Ace never blushed, but her cheeks felt hot. "They're swords and I've hurt plenty of people with them."

He looked sad. "You seem pleased."

She pressed her lips firmly together and let her shoulders relax. There was nothing to say. "Why is it offline? I thought it would be switched on all the time."

He pressed his palms onto the panel beside him, as if holding himself steady. "Switched on? Like a computer. I thought you knew what we're dealing with here."

Her shoulders tightened again. Perhaps smashing up a few things would make her feel better after all. "The Doctor called it a 'brain'; an electronic 'brain'. Made up of components from captive Daleks."

The Warrior nodded. "Yes. Some mechanical components, of course. But the real genius of the Daleks is in their tissue, their very cells." His gaze turned directly to her, daring her to make the last connection.

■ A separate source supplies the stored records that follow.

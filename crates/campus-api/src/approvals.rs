//! Handlers for `/approvals` endpoints.
//!
//! | Method | Path | Notes |
//! |--------|------|-------|
//! | `GET`  | `/approvals` | Admin only; oldest request first |
//! | `POST` | `/approvals/request` | Opens a pending request for the caller; 204 |
//! | `PUT`  | `/approvals/{identity}` | Body: `{"status":"approved"}`; admin only |

use std::sync::Arc;

use axum::{
  Json,
  extract::{Path, State},
  http::StatusCode,
};
use campus_core::{
  Identity,
  approval::{ApprovalRecord, ApprovalStatus},
  registry::Registry,
  store::SchoolStore,
};
use serde::{Deserialize, Serialize};

use crate::{caller::Caller, error::ApiError};

/// Body of every approval decision endpoint.
#[derive(Debug, Serialize, Deserialize)]
pub struct DecisionBody {
  pub status: ApprovalStatus,
}

/// `GET /approvals`
pub async fn list<S: SchoolStore>(
  State(registry): State<Arc<Registry<S>>>,
  Caller(caller): Caller,
) -> Result<Json<Vec<ApprovalRecord>>, ApiError> {
  Ok(Json(registry.list_approvals(&caller).await?))
}

/// `POST /approvals/request`
pub async fn request<S: SchoolStore>(
  State(registry): State<Arc<Registry<S>>>,
  Caller(caller): Caller,
) -> Result<StatusCode, ApiError> {
  registry.request_approval(&caller).await?;
  Ok(StatusCode::NO_CONTENT)
}

/// `PUT /approvals/{identity}`
pub async fn set<S: SchoolStore>(
  State(registry): State<Arc<Registry<S>>>,
  Caller(caller): Caller,
  Path(subject): Path<Identity>,
  Json(body): Json<DecisionBody>,
) -> Result<StatusCode, ApiError> {
  registry.set_approval(&caller, subject, body.status).await?;
  Ok(StatusCode::NO_CONTENT)
}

"It's a real brain?" She glanced at the schematic. "But that thing must be a couple of metres high. What could possibly have a brain that big?"

The Warrior rubbed his nose. "It's a confection of bits and pieces, Ace. Scraps scoured from old Dalek casings, tissues cultured into layers and layers of processing ability. All lumped together in a fermenting tank of nutrients. Not dead, not conscious. But seething in that Dalek way and crackling with ideas."

She felt a cold twitch in her chest. "Who ran this place? Weren't the Daleks prisoners of war?"

He raised his eyebrows. "I like that, senpai. Get the facts right, then you get the motives right. Me? I've no idea who these mad creatures were. All I know is: they had prisoners and they let my people do what they wanted."

"Shit," said Ace. "I just realized who you are."